On Wednesday night and Thursday morning, Malaysia arrested two more suspects in the assassination of Kim Jong Nam, the estranged older half-brother of North Korean ruler Kim Jong Un. The female arrested early Thursday was identified as Siti Aishah, 25, traveling on an Indonesian passport, and the male, believed to be her boyfriend, gave police information that led to her arrest, Malaysian police official Abdul Sama said Thursday. Earlier Wednesday, police arrested Doan Thi Huong, a 29-year-old woman carrying Vietnamese travel documents, at the same Kuala Lampur airport terminal where Kim was murdered on Monday. Police are still searching for four male suspects.

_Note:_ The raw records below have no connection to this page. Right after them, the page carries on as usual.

use std::path::PathBuf;

use anyhow::Result;
use clap::Parser;
use tracing::{error, info};
use tracing_subscriber::{EnvFilter, FmtSubscriber};

mod app;
mod cli;
mod config;
mod handler;
mod node;
mod tendermint;

use cli::{Cli, Commands};
use config::{generate_sample_config, NodeConfig};
use node::Node;

fn init_logging(level: &str) {
    let filter = EnvFilter::try_from_default_env().unwrap_or_else(|_| EnvFilter::new(level));
    let _ = FmtSubscriber::builder()
        .with_env_filter(filter)
        .with_target(false)
        .pretty()
        .try_init();
}

#[tokio::main]
async fn main() -> Result<()> {
    let cli = Cli::parse();

    match cli.command {
        Commands::Run { config } => {
            run_node(config).await?;
        }
        Commands::Init { output, agents } => {
            init_logging("info");
            init_config(output, agents)?;
        }
        Commands::Keygen { output } => {
            init_logging("info");
            generate_keypair(output)?;
        }
        Commands::Status { endpoint } => {
            init_logging("info");
            show_status(&endpoint).await?;
        }
    }

    Ok(())
}

/// Run a Tessera node
async fn run_node(config_path: PathBuf) -> Result<()> {
    if !config_path.exists() {
        init_logging("info");
        error!(
            "Configuration file not found: {:?}. Run 'tessera init' to create one.",
            config_path
        );
        return Err(anyhow::anyhow!("Configuration file not found"));
    }

    let config = NodeConfig::load(&config_path)?;
    init_logging(&config.log_level);
    info!("Loaded configuration from {:?}", config_path);

    let node = Node::new(config)?;
    node.run().await
}

/// Initialize a new configuration file
fn init_config(output: PathBuf, agents: usize) -> Result<()> {
    info!("Generating sample configuration with {} agents", agents);

    let config = generate_sample_config(agents);
    config.save(&output)?;

    info!("Configuration saved to {:?}", output);
    if let Some(agent) = config.agent_keypair()? {
        info!("  Agent address: {}", agent.address());
    }

    println!("\nConfiguration file created: {}", output.display());
    println!("Only the first participant's key is stored; set agent_key per node.");
    println!("\nTo start the node, run:");
    println!("  tessera run --config {}", output.display());

    Ok(())
}

/// Generate a new agent keypair
fn generate_keypair(output: Option<PathBuf>) -> Result<()> {
    let keypair = tessera_core::KeyPair::generate();

    println!("Generated new keypair:");
    println!("  Address:     {}", keypair.address());
    println!("  Public key:  {}", keypair.public.address());
    println!("  Secret key:  {}", keypair.secret.to_hex());

    if let Some(path) = output {
        std::fs::write(&path, keypair.secret.to_hex())?;
        info!("Secret key saved to {:?}", path);
    }

    println!("\nWARNING: Keep your secret key safe! Do not share it with anyone.");

    Ok(())
}

/// Show node status
async fn show_status(endpoint: &str) -> Result<()> {
    let url = format!("{}/status", endpoint.trim_end_matches('/'));

    let response = reqwest::get(&url).await?;

    if response.status().is_success() {
        let status: serde_json::Value = response.json().await?;
        println!("Node Status:");
        println!("{}", serde_json::to_string_pretty(&status)?);
    } else {
        error!("Failed to get status: {}", response.status());
    }

    Ok(())
}
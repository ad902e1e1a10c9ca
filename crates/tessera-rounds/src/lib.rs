//! Tessera Rounds - Round state machine and block lifecycle
//!
//! This crate provides the rounds that collect agent payloads, the
//! application FSM that moves between them on events and timeouts, the
//! background apps running alongside it, offence tracking, and the round
//! sequence that feeds all of this from consensus engine blocks.

pub mod abci_app;
pub mod background;
pub mod blockchain;
pub mod error;
pub mod offence;
pub mod quorum;
pub mod registry;
pub mod round;
pub mod round_sequence;
pub mod synchronized;
pub mod timeouts;

pub use abci_app::{AbciApp, AppDefinition, TransitionTable};
pub use background::{BackgroundApp, BackgroundKind};
pub use blockchain::{Block, BlockBuilder, Blockchain};
pub use error::RoundError;
pub use offence::{AppOffences, AvailabilityWindow, OffenceStatus, OffenceTracker};
pub use registry::{RoundFactory, RoundRegistry};
pub use round::{
    check_payload_kind, CollectionRound, CollectionRule, DegenerateRound, Event, Round, RoundId,
    RoundOutcome, RoundSpec, Selection,
};
pub use round_sequence::{BlockPhase, RoundSequence, SequenceConfig, SequenceStatus};
pub use synchronized::SynchronizedData;
pub use timeouts::Timeouts;
use thiserror::Error;

#[derive(Debug, Error)]
pub enum StateError {
    #[error("Cross period persisted key `{0}` was not found in the db but was required for the next period.")]
    CrossPeriodKeyMissing(String),

    #[error("AppDb data must be a map of key to list of values, found `{0}` instead.")]
    InvalidData(String),

    #[error("'{0}' field is not set")]
    KeyNotFound(String),

    #[error("Mandatory keys {0} are missing from the deserialized data")]
    MissingSnapshotKeys(String),

    #[error("An invalid index `{0}` was found while trying to sync the db")]
    InvalidIndex(String),

    #[error("Storage error: {0}")]
    Storage(String),

    #[error("Serialization error: {0}")]
    Serialization(String),

    #[error("Core error: {0}")]
    Core(#[from] tessera_core::CoreError),
}
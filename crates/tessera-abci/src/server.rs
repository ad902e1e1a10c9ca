use tessera_core::AbciResponse;
use tokio_util::sync::CancellationToken;
use tracing::{debug, info, warn};

use crate::channel::TcpChannel;
use crate::error::AbciError;
use crate::handler::{dispatch, AbciHandler};

/// Answer engine requests until `shutdown` fires.
///
/// Requests are handled one at a time in arrival order, so calls on a given
/// socket are answered in the order they were sent.
pub async fn serve<H: AbciHandler + ?Sized>(
    channel: &mut TcpChannel,
    handler: &mut H,
    shutdown: CancellationToken,
) -> Result<(), AbciError> {
    loop {
        let envelope = tokio::select! {
            _ = shutdown.cancelled() => break,
            envelope = channel.receive() => match envelope {
                Some(envelope) => envelope,
                None => break,
            },
        };

        let kind = envelope.request.kind();
        let response = dispatch(handler, envelope.request);
        if let AbciResponse::Exception(ref exception) = response {
            warn!(kind, peer = %envelope.peer, "request failed: {}", exception.error);
        }

        match channel.send(envelope.request_id, response).await {
            Ok(()) => debug!(kind, request_id = envelope.request_id, "request answered"),
            Err(AbciError::PeerGone(_)) | Err(AbciError::UnknownRequest(_)) => {
                warn!(kind, peer = %envelope.peer, "dropping response, peer disconnected");
            }
            Err(e) => return Err(e),
        }
    }
    info!("ABCI server stopped");
    Ok(())
}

Both women were positively identified in CCTV footage — Huong wearing an "LOL" shirt — and suspected of carrying out Kim's murder with liquid poison delivered either through needles or a spray applied to Kim's face while he was waiting in line for a flight to Macau, his home base in exile. South Korea says the assassination was almost certainly ordered by Kim Jong Un, who issued a "standing order" to have his brother killed after he took power in 2011, South Korean spy chief Lee Byung-ho told lawmakers in Seoul on Wednesday. Kim Jong Nam had survived at least one assassination attempt, in 2012, Lee added.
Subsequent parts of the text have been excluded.